Above the Crowd

Texas Sets Key Precedent for Other States in Refusing to Ban Municipal Wireless

June 2, 2005:

Last week, despite huge efforts mounted by the incumbent carriers, the Texas legislature adjourned without support for a proposed incumbent-backed bill that would have outlawed or severely restricted municipal wireless networks.  This decision by Texas will undoubtedly be the “Gold Standard” precedent that other states look to when evaluating this issue on their own.  As such, one can anticipate many other state legislatures standing up for the rights of their citizens by denouncing the incumbent efforts to restrict competition, and resultantly slow the deployment of broadband in the U.S. 

The reason the Texas decision was such a landmark event is that it was the first time that both the incumbents and the pro-competition broadband proponents were geared up to fight the battle at the same time.  The Pennsylvania decision was done quickly before the pro-broadband team was organized.  As such, the state-by-state battles in the future are much more likely to look like Texas than Pennsylvania.  In addition, this time everyone was watching.  As noted by Forrest Miller, SBC’s group president for external affairs and planning, on May 12th and prior to the decision, "Federal legislators will have an eye on how this (sweeping telecom dereg bill) is being viewed in Texas."  Everyone knew how much was at stake. 

It is remarkable how much effort the incumbents put into trying to outlaw and restrict muni-broadband in Texas.  The incumbents staffed over 160 lobbyists in Texas alone.  That is more than one lobbyist for every voting district.  The key members of the telecom committee, like Phil King of Weatherford, were all bathed in campaign donations.  They also encouraged self-funded “research” groups to write articles about “why municipal broadband won’t work,” completely ignoring the hundreds of city-wide deployments where it already works.  After the pro-broadband movement resulted in the language being removed from the house bill in committee, a representative from San Antonio added it back at the last minute on the house floor.  A similar trick was planned in the Senate, but by then the pro-broadband movement had gained too much steam.  The incumbents should be thankful to Phil King, who, though he failed, put the interests of the incumbents above his own citizens from the beginning, through the middle, and all the way to the end. 
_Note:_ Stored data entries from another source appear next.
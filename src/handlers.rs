//! Built-in terminal handlers.
//!
//! These are the defaults the router and the gate fall back on when the
//! caller does not supply their own.

use crate::handler::Handler;
use crate::request::Request;
use crate::response::Response;

pub const NOT_FOUND_BODY: &str = "404: not found!";
pub const FORBIDDEN_BODY: &str = "403: forbidden, go away!";

/// Writes [`NOT_FOUND_BODY`] and adds no headers.
#[derive(Clone, Copy, Debug, Default)]
pub struct NotFound;

impl Handler for NotFound {
    fn serve(&self, _req: &dyn Request, res: &mut dyn Response) {
        res.set_body(NOT_FOUND_BODY);
    }
}

/// Writes [`FORBIDDEN_BODY`] and adds no headers.
#[derive(Clone, Copy, Debug, Default)]
pub struct Forbidden;

impl Handler for Forbidden {
    fn serve(&self, _req: &dyn Request, res: &mut dyn Response) {
        res.set_body(FORBIDDEN_BODY);
    }
}

pub fn not_found() -> NotFound { NotFound }
pub fn forbidden() -> Forbidden { Forbidden }

/// Always writes the same body.
#[derive(Clone, Debug)]
pub struct Text(String);

pub fn text(body: impl Into<String>) -> Text {
    Text(body.into())
}

impl Handler for Text {
    fn serve(&self, _req: &dyn Request, res: &mut dyn Response) {
        res.set_body(&self.0);
    }
}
The CEO of Verizon even chimed in with a remarkably proficient viewpoint; "That could be one of the dumbest ideas I’ve ever heard."  He went on to suggest that cities will be unsuccessful because they will be inept at deployment.  There is incredible irnoy in the notion that these incumbents are spending so much time and effort working to block a competitor that they also declare will be pathetic at implementation.  Are they really that fearful of "all" competition?  Even those that they have already self-prescribed as weak?
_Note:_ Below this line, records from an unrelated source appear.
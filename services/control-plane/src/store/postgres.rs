//! Postgres-backed machine store.
//!
//! Uses SQLx with Postgres. Claim and release are single compound UPDATE
//! statements with a `RETURNING` clause, so the guard, the field writes,
//! and the read-back are one atomic statement.

use async_trait::async_trait;
use chrono::{DateTime, Utc};
use sqlx::postgres::{PgPool, PgPoolOptions};
use suds_id::{JobId, LocationId, MachineId};
use tracing::info;

use crate::lifecycle::MachineStatus;

use super::{DbConfig, MachineRecord, MachineStore, StoreError};

const RECORD_COLUMNS: &str = "machine_id, location_id, status, job_id, reserved_at";

/// Machine store backed by a Postgres connection pool.
#[derive(Clone)]
pub struct PgMachineStore {
    pool: PgPool,
}

impl PgMachineStore {
    /// Create a new store with a fresh connection pool.
    pub async fn connect(config: &DbConfig) -> Result<Self, StoreError> {
        info!(
            max_connections = config.max_connections,
            min_connections = config.min_connections,
            "Connecting to database"
        );

        let pool = PgPoolOptions::new()
            .max_connections(config.max_connections)
            .min_connections(config.min_connections)
            .acquire_timeout(config.acquire_timeout)
            .idle_timeout(Some(config.idle_timeout))
            .max_lifetime(Some(config.max_lifetime))
            .connect(&config.database_url)
            .await
            .map_err(StoreError::Connect)?;

        info!("Database connection pool established");

        Ok(Self { pool })
    }

    /// Get a reference to the underlying connection pool.
    pub fn pool(&self) -> &PgPool {
        &self.pool
    }

    /// Run pending migrations.
    ///
    /// Note: In production, migrations should be run via a separate migration
    /// tool or as part of deployment. This method uses runtime migration
    /// loading.
    pub async fn run_migrations(&self) -> Result<(), StoreError> {
        info!("Running database migrations");

        let candidates = vec![
            std::path::PathBuf::from("./migrations"),
            std::path::PathBuf::from("services/control-plane/migrations"),
            std::path::PathBuf::from(env!("CARGO_MANIFEST_DIR")).join("migrations"),
        ];
        let mut last_error: Option<sqlx::migrate::MigrateError> = None;

        for dir in &candidates {
            match sqlx::migrate::Migrator::new(dir.clone()).await {
                Ok(migrator) => {
                    info!(migrations_dir = %dir.display(), "Loaded migrations");
                    migrator
                        .run(&self.pool)
                        .await
                        .map_err(StoreError::Migration)?;
                    info!("Database migrations complete");
                    return Ok(());
                }
                Err(e) => {
                    last_error = Some(e);
                }
            }
        }

        let tried = candidates
            .iter()
            .map(|dir| dir.display().to_string())
            .collect::<Vec<_>>()
            .join(", ");

        Err(StoreError::MigrationDirNotFound {
            tried,
            last_error: last_error
                .map(|e| e.to_string())
                .unwrap_or_else(|| "unknown error".to_string()),
        })
    }
}

#[async_trait]
impl MachineStore for PgMachineStore {
    async fn insert(&self, record: &MachineRecord) -> Result<(), StoreError> {
        sqlx::query(
            r#"
            INSERT INTO machines (machine_id, location_id, status, job_id, reserved_at)
            VALUES ($1, $2, $3, $4, $5)
            "#,
        )
        .bind(record.machine_id.to_string())
        .bind(record.location_id.to_string())
        .bind(record.status.as_str())
        .bind(record.job_id.map(|j| j.to_string()))
        .bind(record.reserved_at)
        .execute(&self.pool)
        .await
        .map_err(StoreError::Query)?;

        Ok(())
    }

    async fn list_at_location(
        &self,
        location_id: LocationId,
    ) -> Result<Vec<MachineRecord>, StoreError> {
        let rows = sqlx::query_as::<_, MachineRow>(&format!(
            r#"
            SELECT {RECORD_COLUMNS}
            FROM machines
            WHERE location_id = $1
            ORDER BY machine_id
            "#
        ))
        .bind(location_id.to_string())
        .fetch_all(&self.pool)
        .await
        .map_err(StoreError::Query)?;

        rows.into_iter().map(MachineRow::into_record).collect()
    }

    async fn get_by_id(&self, machine_id: MachineId) -> Result<Option<MachineRecord>, StoreError> {
        let row = sqlx::query_as::<_, MachineRow>(&format!(
            r#"
            SELECT {RECORD_COLUMNS}
            FROM machines
            WHERE machine_id = $1
            "#
        ))
        .bind(machine_id.to_string())
        .fetch_optional(&self.pool)
        .await
        .map_err(StoreError::Query)?;

        row.map(MachineRow::into_record).transpose()
    }

    async fn update_status(
        &self,
        machine_id: MachineId,
        status: MachineStatus,
    ) -> Result<(), StoreError> {
        sqlx::query("UPDATE machines SET status = $2 WHERE machine_id = $1")
            .bind(machine_id.to_string())
            .bind(status.as_str())
            .execute(&self.pool)
            .await
            .map_err(StoreError::Query)?;

        Ok(())
    }

    async fn update_job_id(
        &self,
        machine_id: MachineId,
        job_id: Option<JobId>,
    ) -> Result<(), StoreError> {
        sqlx::query("UPDATE machines SET job_id = $2 WHERE machine_id = $1")
            .bind(machine_id.to_string())
            .bind(job_id.map(|j| j.to_string()))
            .execute(&self.pool)
            .await
            .map_err(StoreError::Query)?;

        Ok(())
    }

    async fn claim_available(
        &self,
        machine_id: MachineId,
        job_id: JobId,
        reserved_at: DateTime<Utc>,
    ) -> Result<Option<MachineRecord>, StoreError> {
        let row = sqlx::query_as::<_, MachineRow>(&format!(
            r#"
            UPDATE machines
            SET status = $2, job_id = $3, reserved_at = $4
            WHERE machine_id = $1 AND status = $5
            RETURNING {RECORD_COLUMNS}
            "#
        ))
        .bind(machine_id.to_string())
        .bind(MachineStatus::AwaitingDropoff.as_str())
        .bind(job_id.to_string())
        .bind(reserved_at)
        .bind(MachineStatus::Available.as_str())
        .fetch_optional(&self.pool)
        .await
        .map_err(StoreError::Query)?;

        row.map(MachineRow::into_record).transpose()
    }

    async fn release(&self, machine_id: MachineId) -> Result<Option<MachineRecord>, StoreError> {
        let row = sqlx::query_as::<_, MachineRow>(&format!(
            r#"
            UPDATE machines
            SET status = $2, job_id = NULL, reserved_at = NULL
            WHERE machine_id = $1
            RETURNING {RECORD_COLUMNS}
            "#
        ))
        .bind(machine_id.to_string())
        .bind(MachineStatus::Available.as_str())
        .fetch_optional(&self.pool)
        .await
        .map_err(StoreError::Query)?;

        row.map(MachineRow::into_record).transpose()
    }

    async fn list_reserved_before(
        &self,
        cutoff: DateTime<Utc>,
    ) -> Result<Vec<MachineRecord>, StoreError> {
        let rows = sqlx::query_as::<_, MachineRow>(&format!(
            r#"
            SELECT {RECORD_COLUMNS}
            FROM machines
            WHERE status = $1 AND reserved_at < $2
            ORDER BY reserved_at
            "#
        ))
        .bind(MachineStatus::AwaitingDropoff.as_str())
        .bind(cutoff)
        .fetch_all(&self.pool)
        .await
        .map_err(StoreError::Query)?;

        rows.into_iter().map(MachineRow::into_record).collect()
    }

    async fn health_check(&self) -> Result<(), StoreError> {
        sqlx::query("SELECT 1")
            .execute(&self.pool)
            .await
            .map_err(StoreError::Query)?;
        Ok(())
    }
}

// =============================================================================
// Database Row Types
// =============================================================================

#[derive(Debug)]
struct MachineRow {
    machine_id: String,
    location_id: String,
    status: String,
    job_id: Option<String>,
    reserved_at: Option<DateTime<Utc>>,
}

impl MachineRow {
    fn into_record(self) -> Result<MachineRecord, StoreError> {
        let machine_id = self
            .machine_id
            .parse::<MachineId>()
            .map_err(|e| StoreError::Decode(format!("machine_id '{}': {e}", self.machine_id)))?;
        let location_id = self
            .location_id
            .parse::<LocationId>()
            .map_err(|e| StoreError::Decode(format!("location_id '{}': {e}", self.location_id)))?;
        let status = self
            .status
            .parse::<MachineStatus>()
            .map_err(|e| StoreError::Decode(e.to_string()))?;
        let job_id = self
            .job_id
            .map(|j| {
                j.parse::<JobId>()
                    .map_err(|e| StoreError::Decode(format!("job_id '{j}': {e}")))
            })
            .transpose()?;

        Ok(MachineRecord {
            machine_id,
            location_id,
            status,
            job_id,
            reserved_at: self.reserved_at,
        })
    }
}

impl<'r> sqlx::FromRow<'r, sqlx::postgres::PgRow> for MachineRow {
    fn from_row(row: &'r sqlx::postgres::PgRow) -> Result<Self, sqlx::Error> {
        use sqlx::Row;
        Ok(Self {
            machine_id: row.try_get("machine_id")?,
            location_id: row.try_get("location_id")?,
            status: row.try_get("status")?,
            job_id: row.try_get("job_id")?,
            reserved_at: row.try_get("reserved_at")?,
        })
    }
}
The reason the pro-broadband movement was successful is because they organized, they gathered the real data on the success of municipal wireless deployments, and they were able to inform the citizens about this effort by the incumbents and their key legislators to use regulation to restrict competition.  They leveraged the Internet, blogs, and mailing lists, and made a huge difference.  The tech community also played a role with the AEA, the Broadband Coalition, and TechNet all speaking out against this effort to intentional slow technical progress.  These lessons and resources are now focusing on other states to ensure the Texas outcome.

One should note that carrier sponsored broadband deployments didn’t end in Texas last week.  No one cancelled DSL or cable modem initiatives.  In fact, many next generation FTTH initiatives from multiple carriers are happening right in Texas.  No one “stopped” those efforts simply because cities are now free to deploy low-cost broadband to their citizens “if they chose”.  Competition doesn’t slow alternate deployments, it speeds them up.  DSL speeds in Japan are approaching 50Mbps at prices at or below those in the U.S.  This is not because the Japanese government removed all competition to make it easy on NTT.  This is because they made it possible for Yahoo!BB and others to launch competitive services.  As the U.S. falls from 13th per capita in the world in broadband deployments to 16th, we can only wish we were as lucky as the Japanese.